The "Defend Diaoyu Islands" movement since the early 1970s has definitely been a nationalist one, without any doubts and questions about the legitimacy of the Chinese government and its claim to sovereignty over the islands. Participants in the movement have taken both the Communist government in Beijing and the Nationalist government in Taiwan. It is a broad nationalist movement in defense of Chinese territory against foreign encroachment and occupation. There has been no change in its orientation even lately and the movement always sees itself as part of a broader movement involving all Chinese in China and overseas, and despite the organization's strong presence in Hong Kong it has never regarded itself as a local movement serving only local purposes.
On the one hand we have an issue, moral and national education, in which Chinese national identity is held up to questioning. On the other hand, Chinese identity is strongly embraced in the "Defend Diaoyu Islands" movement. They present a hard choice for local political activists and the wider society in Hong Kong. The support of one will mean the negation of the other, and the real question posed is whether local activists will accept one and abandon the other.
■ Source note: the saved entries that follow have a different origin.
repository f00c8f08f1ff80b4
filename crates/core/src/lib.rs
#![forbid(unsafe_code)]

pub mod error;
pub mod model;
pub mod scoring;
pub mod time;

pub use error::Error;
pub use time::Clock;
use std::sync::Arc;

use log::info;

use quiz_core::model::{QuizId, QuizResult, ResultDraft};
use storage::repository::ResultRepository;

use crate::error::SessionError;
use crate::session::controller::SubmissionOutcome;

/// Persists a frozen submission outcome through the result repository.
///
/// One call, one `create_result`. Failures propagate to the caller as a
/// retryable condition; the submitter itself never retries, so a flaky
/// backend cannot be tricked into creating duplicate results. The frozen
/// outcome is reused verbatim on a user-initiated retry — never rescored.
pub struct ResultSubmitter {
    results: Arc<dyn ResultRepository>,
}

impl ResultSubmitter {
    #[must_use]
    pub fn new(results: Arc<dyn ResultRepository>) -> Self {
        Self { results }
    }

    /// Builds the result draft from the frozen outcome and persists it.
    ///
    /// # Errors
    ///
    /// Returns `SessionError::Storage` if the repository rejects the create.
    pub async fn submit(
        &self,
        quiz_id: QuizId,
        outcome: &SubmissionOutcome,
    ) -> Result<QuizResult, SessionError> {
        let draft = ResultDraft::from_breakdown(
            quiz_id,
            &outcome.breakdown,
            outcome.time_spent_secs,
            outcome.answers.clone(),
        )?;

        let result = self.results.create_result(draft).await?;
        info!(
            "persisted result {} for quiz {}: {}% ({} of {} points)",
            result.id(),
            quiz_id,
            result.score(),
            result.earned_points(),
            result.total_points()
        );
        Ok(result)
    }
}
use std::sync::Arc;

use crate::auth::SessionVerifier;
use crate::config::AppConfig;
use crate::database::{self, Catalog, DatabaseError, MemoryCatalog};

/// Everything a handler needs, built once at startup and cloned per request.
#[derive(Clone)]
pub struct AppState {
    pub config: Arc<AppConfig>,
    pub catalog: Arc<dyn Catalog>,
    pub sessions: Arc<SessionVerifier>,
}

impl AppState {
    pub fn new(config: AppConfig, catalog: Arc<dyn Catalog>) -> Self {
        let sessions = Arc::new(SessionVerifier::new(&config.security.jwt_secret));
        Self {
            config: Arc::new(config),
            catalog,
            sessions,
        }
    }

    /// Open the configured catalog and assemble the state around it
    pub async fn from_config(config: AppConfig) -> Result<Self, DatabaseError> {
        let catalog = database::open(&config.database).await?;
        Ok(Self::new(config, catalog))
    }

    /// In-memory state for tests and local demos
    pub fn in_memory(config: AppConfig) -> Self {
        Self::new(config, Arc::new(MemoryCatalog::new()))
    }
}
Or will the conflicting conceptions of national identity posed by the two issues lead them and the wider Hong Kong society to rethink their stance towards Chinese national identity.
The suspicion about Chinese identity in the anti-national education protests may stem from a general dissatisfaction over the performance of the SAR government since the handover in 1997. Despite the support from the central government, economic and social development in Hong Kong have been slow. For many, in particular the young, life opportunities appear much less promising than before the handover. Poverty and economic and social polarization have increased also in the 15 years of the SAR government. The distrust and dissatisfaction with the SAR government have been manipulated to question the legitimacy of the local government and in a far fetched way to doubt even about the handover and the credibility of the central government, which is responsible for the appointment of the SAR government.
It is true that the SAR government failed to deliver in the past 15 years, but with central government support, the economy of Hong Kong has not been so bad as compared with many countries, which have suffered similarly the two financial crises in 1997/98 and 2008/09. It is still difficult to understand how the political attitude of local political activists could change so radically as to challenge the Chinese national identity. Is it a skillful manipulation and mobilization by some groups of anti-Chinese political activists that mislead the general populace? Or are there deep rooted structural factors in the local society that have been responsible for this sudden radical attitudinal change?
A good test will be the "Defend Diaoyu Islands" movement in Hong Kong. If local political activists refuse to participate in the local movement against Japan, one would then be more convinced that there is little Chinese national identity among them and they should be regarded as hostile to the development of "One Country, Two Systems" and the integration of Hong Kong with the Chinese mainland. If they embrace the movement wholeheartedly, it means that they still regard themselves as Chinese, even though they may have different ideas about China and the political system.
The author is head of China Business Centre, Hong Kong Polytechnic University.